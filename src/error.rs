//! 错误类型定义

use crate::graph::VertexId;
use thiserror::Error;

pub type Result<T> = std::result::Result<T, Error>;

#[derive(Error, Debug, Clone, PartialEq)]
pub enum Error {
    #[error("顶点不属于该图: {0}")]
    InvalidVertex(VertexId),

    #[error("堆为空")]
    EmptyHeap,

    #[error("定位器已失效: {0}")]
    StaleLocator(usize),

    #[error("无效的并查集节点: {0}")]
    InvalidSetNode(usize),

    #[error("配置错误: {0}")]
    ConfigError(String),
}
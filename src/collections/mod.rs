//! 算法辅助数据结构
//!
//! 可定位优先队列和并查集，不依赖图结构

mod heap;
mod union_find;

pub use heap::{AdaptableHeap, Locator};
pub use union_find::{DisjointSet, SetNode};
__________
## [YOUR TASK]
Repeat the material, keeping every word exactly as it is.

## [EXERCISE RESULT]
filename src/error.rs
//! 错误类型定义

use crate::graph::VertexId;
use thiserror::Error;

pub type Result<T> = std::result::Result<T, Error>;

#[derive(Error, Debug, Clone, PartialEq)]
pub enum Error {
    #[error("顶点不属于该图: {0}")]
    InvalidVertex(VertexId),

    #[error("堆为空")]
    EmptyHeap,

    #[error("定位器已失效: {0}")]
    StaleLocator(usize),

    #[error("无效的并查集节点: {0}")]
    InvalidSetNode(usize),

    #[error("配置错误: {0}")]
    ConfigError(String),
}
filename src/collections/mod.rs
//! 算法辅助数据结构
//!
//! 可定位优先队列和并查集，不依赖图结构

mod heap;
mod union_find;

pub use heap::{AdaptableHeap, Locator};
pub use union_find::{DisjointSet, SetNode};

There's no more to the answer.